Em 1890, comprou um prédio de dois andares na baixa. A primeira ideia era fazer uma sucursal dos armazéns Printemps, que visitara em Paris, daí que contratasse o mesmo arquiteto, Georges Demay, para conceber a planta e a fachada.

Um ano depois, inaugurou os Armazéns Grandella, com uma grande festa no belo edifício de arte nova, com portas nas ruas do Ouro e do Carmo. O êxito foi enorme e os lucros também. O prédio ficará destruído no incêndio de 1988, que quase reduziu a cinzas o Chiado. Será reconstruído e reaberto em 1996.

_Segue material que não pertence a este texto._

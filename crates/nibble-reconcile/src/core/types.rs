//! Value types exchanged between the engine and connectors.

use serde::{Deserialize, Serialize};
use std::fmt;
use std::ops::Bound;

use super::key::Key;

/// Scan direction over the key space.
#[derive(Debug, Clone, Copy, PartialEq, Eq, Default, Serialize, Deserialize)]
#[serde(rename_all = "snake_case")]
pub enum Direction {
    #[default]
    Forward,
    /// Starts from the high end of the key space.
    Reverse,
}

impl Direction {
    pub fn from_reverse(reverse: bool) -> Self {
        if reverse {
            Direction::Reverse
        } else {
            Direction::Forward
        }
    }

    pub fn is_reverse(&self) -> bool {
        matches!(self, Direction::Reverse)
    }
}

impl fmt::Display for Direction {
    fn fmt(&self, f: &mut fmt::Formatter<'_>) -> fmt::Result {
        match self {
            Direction::Forward => write!(f, "forward"),
            Direction::Reverse => write!(f, "reverse"),
        }
    }
}

/// A contiguous span of the key space.
///
/// Bounds are inclusive unless a window boundary was placed on the first
/// key of the following window, in which case that side is excluded. This
/// keeps consecutive windows free of gaps even for keys that exist only on
/// the slave.
#[derive(Debug, Clone, PartialEq, Eq)]
pub struct KeyRange {
    pub start: Bound<Key>,
    pub end: Bound<Key>,
}

impl KeyRange {
    /// `[start, end]`
    pub fn inclusive(start: Key, end: Key) -> Self {
        Self {
            start: Bound::Included(start),
            end: Bound::Included(end),
        }
    }

    pub fn new(start: Bound<Key>, end: Bound<Key>) -> Self {
        Self { start, end }
    }

    /// Borrowed bounds, suitable for `BTreeMap::range`.
    pub fn as_bounds(&self) -> (Bound<&Key>, Bound<&Key>) {
        (self.start.as_ref(), self.end.as_ref())
    }

    pub fn contains(&self, key: &Key) -> bool {
        let above = match &self.start {
            Bound::Included(s) => key >= s,
            Bound::Excluded(s) => key > s,
            Bound::Unbounded => true,
        };
        let below = match &self.end {
            Bound::Included(e) => key <= e,
            Bound::Excluded(e) => key < e,
            Bound::Unbounded => true,
        };
        above && below
    }

    /// True when no key can fall inside the range.
    pub fn is_empty(&self) -> bool {
        match (&self.start, &self.end) {
            (Bound::Included(s), Bound::Included(e)) => s > e,
            (Bound::Included(s), Bound::Excluded(e))
            | (Bound::Excluded(s), Bound::Included(e))
            | (Bound::Excluded(s), Bound::Excluded(e)) => s >= e,
            _ => false,
        }
    }

    /// Keys that appear as included endpoints of the range.
    pub fn endpoint_keys(&self) -> Vec<Key> {
        let mut keys = Vec::with_capacity(2);
        if let Bound::Included(s) = &self.start {
            keys.push(s.clone());
        }
        if let Bound::Included(e) = &self.end {
            if keys.first() != Some(e) {
                keys.push(e.clone());
            }
        }
        keys
    }
}

impl fmt::Display for KeyRange {
    fn fmt(&self, f: &mut fmt::Formatter<'_>) -> fmt::Result {
        match &self.start {
            Bound::Included(k) => write!(f, "[{}", k)?,
            Bound::Excluded(k) => write!(f, "({}", k)?,
            Bound::Unbounded => write!(f, "(-inf")?,
        }
        match &self.end {
            Bound::Included(k) => write!(f, ", {}]", k),
            Bound::Excluded(k) => write!(f, ", {})", k),
            Bound::Unbounded => write!(f, ", +inf)"),
        }
    }
}

/// One unit of work produced by the nibbler and consumed once by the engine.
#[derive(Debug, Clone, PartialEq, Eq)]
pub struct Window {
    /// Sequence number within its nibbler, starting at 0.
    pub index: u64,
    pub range: KeyRange,
    /// Maximum number of master rows the window was sized for.
    pub limit: usize,
    pub direction: Direction,
    /// First key of the following window; `None` for the last window.
    pub next: Option<Key>,
}

impl Window {
    pub fn is_last(&self) -> bool {
        self.next.is_none()
    }
}

/// Key space of a connector at scan start.
#[derive(Debug, Clone, PartialEq, Eq, Default, Serialize, Deserialize)]
pub struct RangeSummary {
    pub min: Option<Key>,
    pub max: Option<Key>,
    pub total: u64,
}

impl RangeSummary {
    pub fn new(min: Key, max: Key, total: u64) -> Self {
        Self {
            min: Some(min),
            max: Some(max),
            total,
        }
    }

    pub fn empty() -> Self {
        Self::default()
    }

    pub fn is_empty(&self) -> bool {
        self.min.is_none() || self.max.is_none()
    }

    /// Inclusive span covering both summaries, or `None` when both are empty.
    pub fn union_span(&self, other: &RangeSummary) -> Option<KeyRange> {
        let min = match (&self.min, &other.min) {
            (Some(a), Some(b)) => a.min(b).clone(),
            (Some(a), None) | (None, Some(a)) => a.clone(),
            (None, None) => return None,
        };
        let max = match (&self.max, &other.max) {
            (Some(a), Some(b)) => a.max(b).clone(),
            (Some(a), None) | (None, Some(a)) => a.clone(),
            (None, None) => return None,
        };
        Some(KeyRange::inclusive(min, max))
    }
}

/// Answer to "where is row `limit` from here".
#[derive(Debug, Clone, PartialEq, Eq, Default)]
pub struct NibbleProbe {
    /// Key of the `limit`-th row, or of the last row when fewer remain.
    /// `None` when the probed range holds no rows at all.
    pub current: Option<Key>,
    /// Key of the `(limit + 1)`-th row; `None` when traversal is exhausted.
    pub next: Option<Key>,
}

/// Content fingerprint for one row.
#[derive(Debug, Clone, PartialEq, Eq, Hash, Serialize, Deserialize)]
pub struct RowDigest {
    pub id: Key,
    pub hash: String,
}

impl RowDigest {
    pub fn new(id: impl Into<Key>, hash: impl Into<String>) -> Self {
        Self {
            id: id.into(),
            hash: hash.into(),
        }
    }
}

/// Aggregate fingerprint for every row in a window.
#[derive(Debug, Clone, PartialEq, Eq, Default, Serialize, Deserialize)]
pub struct BatchDigest {
    pub count: u64,
    pub sums: Vec<u64>,
}

impl BatchDigest {
    /// Digests agree when both row counts and all checksum lanes match.
    pub fn matches(&self, other: &BatchDigest) -> bool {
        self.count == other.count && self.sums == other.sums
    }
}

#[cfg(test)]
mod tests {
    use super::*;

    #[test]
    fn test_half_open_range_contains() {
        let range = KeyRange::new(Bound::Included(Key::Int(1)), Bound::Excluded(Key::Int(10)));
        assert!(range.contains(&Key::Int(1)));
        assert!(range.contains(&Key::Int(9)));
        assert!(!range.contains(&Key::Int(10)));
        assert!(!range.is_empty());
        assert_eq!(range.to_string(), "[1, 10)");
    }

    #[test]
    fn test_range_emptiness() {
        assert!(KeyRange::inclusive(Key::Int(5), Key::Int(4)).is_empty());
        assert!(!KeyRange::inclusive(Key::Int(5), Key::Int(5)).is_empty());
        assert!(KeyRange::new(Bound::Excluded(Key::Int(5)), Bound::Included(Key::Int(5))).is_empty());
    }

    #[test]
    fn test_endpoint_keys_skip_excluded_bounds() {
        let range = KeyRange::new(Bound::Excluded(Key::Int(1)), Bound::Included(Key::Int(9)));
        assert_eq!(range.endpoint_keys(), vec![Key::Int(9)]);
        let single = KeyRange::inclusive(Key::Int(3), Key::Int(3));
        assert_eq!(single.endpoint_keys(), vec![Key::Int(3)]);
    }

    #[test]
    fn test_union_span() {
        let master = RangeSummary::new(Key::Int(5), Key::Int(50), 10);
        let slave = RangeSummary::new(Key::Int(1), Key::Int(20), 4);
        assert_eq!(
            master.union_span(&slave),
            Some(KeyRange::inclusive(Key::Int(1), Key::Int(50)))
        );
        assert_eq!(
            RangeSummary::empty().union_span(&slave),
            Some(KeyRange::inclusive(Key::Int(1), Key::Int(20)))
        );
        assert_eq!(RangeSummary::empty().union_span(&RangeSummary::empty()), None);
    }

    #[test]
    fn test_batch_digest_matches_needs_count_and_sums() {
        let a = BatchDigest { count: 2, sums: vec![10, 20] };
        let b = BatchDigest { count: 2, sums: vec![10, 20] };
        let c = BatchDigest { count: 3, sums: vec![10, 20] };
        assert!(a.matches(&b));
        assert!(!a.matches(&c));
    }
}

Em 1910, era um homem riquíssimo. Financiou a revolução que acabou com a monarquia em Portugal e ofereceu o seu património imóvel, avaliado em cinco mil e 600 milhões de réis, para ser dado como garantia, caso o Estado precisasse de contrair um empréstimo.

Nunca se casou. No entanto, proporcionava casa e mesada às mães dos seus cinco filhos… E destes, escolherá Luís para sucessor. A decisão valeu-lhe um processo por prodigalidade: os filhos despeitados — Francisco, Eduardo, Matilde e Maria Justina — acusam-no de desvio de fundos, de despesismo e de um patriotismo doentio, revelado, por exemplo, quando se recusou a aumentar os preços durante a I Guerra Mundial.

Em 1924, o processo terminará a seu favor. “O desgosto, porém, porque passei, ninguém mo tira”, escreveu, mas acabará por doar aos filhos todos os bens.

Francisco de Almeida Grandella, então septuagenário, recolheu-se no palácio que construíra na sua amada Foz do Arelho. Morrerá com 81 anos, em 20 de setembro de 1934.